=== Assignment ===
From the entries below, return only the lines starting at the one that contains "pub const ERRORS: &'static" and ending at the one that contains "let level = if", exactly as they stand.

== Segment start ==

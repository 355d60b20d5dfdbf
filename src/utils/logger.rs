use colored::{ColoredString, Colorize};
use env_logger::Builder;
use log::Level;
use std::io::Write;

/// Terminal colors for the run summary.
pub struct Colors;

impl Colors {
    pub const FILES: &'static str = "cyan";
    pub const MATCHES: &'static str = "green";
    pub const ERRORS: &'static str = "red";

    pub fn colorize(color: &str, text: &str) -> ColoredString {
        text.color(color)
    }
}

/// Install the env_logger backend. Safe to call more than once; later calls are ignored.
pub fn setup_logging(verbose: bool) {
    use log::LevelFilter;

    let level = if verbose {
        LevelFilter::Debug
    } else {
        LevelFilter::Info
    };

    let _ = Builder::from_default_env()
        .filter_level(LevelFilter::Warn) // Default: only warnings from dependencies
        .filter_module(env!("CARGO_CRATE_NAME"), level) // Our crate: use requested level
        .format(|buf, record| {
            let name = env!("CARGO_PKG_NAME");
            let line = match record.level() {
                Level::Error | Level::Warn => {
                    let level_str = match record.level() {
                        Level::Warn => "WARN".yellow(),
                        Level::Error => "ERROR".red(),
                        _ => unreachable!(),
                    };
                    let path = record.target().to_string().white();
                    format!("[{} {} {}] {}", name.cyan(), level_str, path, record.args())
                }
                _ => format!("[{}] {}", name.cyan(), record.args()),
            };
            writeln!(buf, "{}", line)
        })
        .try_init();
}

== Segment end ==

=== Problem solution ===
    pub const ERRORS: &'static str = "red";

    pub fn colorize(color: &str, text: &str) -> ColoredString {
        text.color(color)
    }
}

/// Install the env_logger backend. Safe to call more than once; later calls are ignored.
pub fn setup_logging(verbose: bool) {
    use log::LevelFilter;

    let level = if verbose {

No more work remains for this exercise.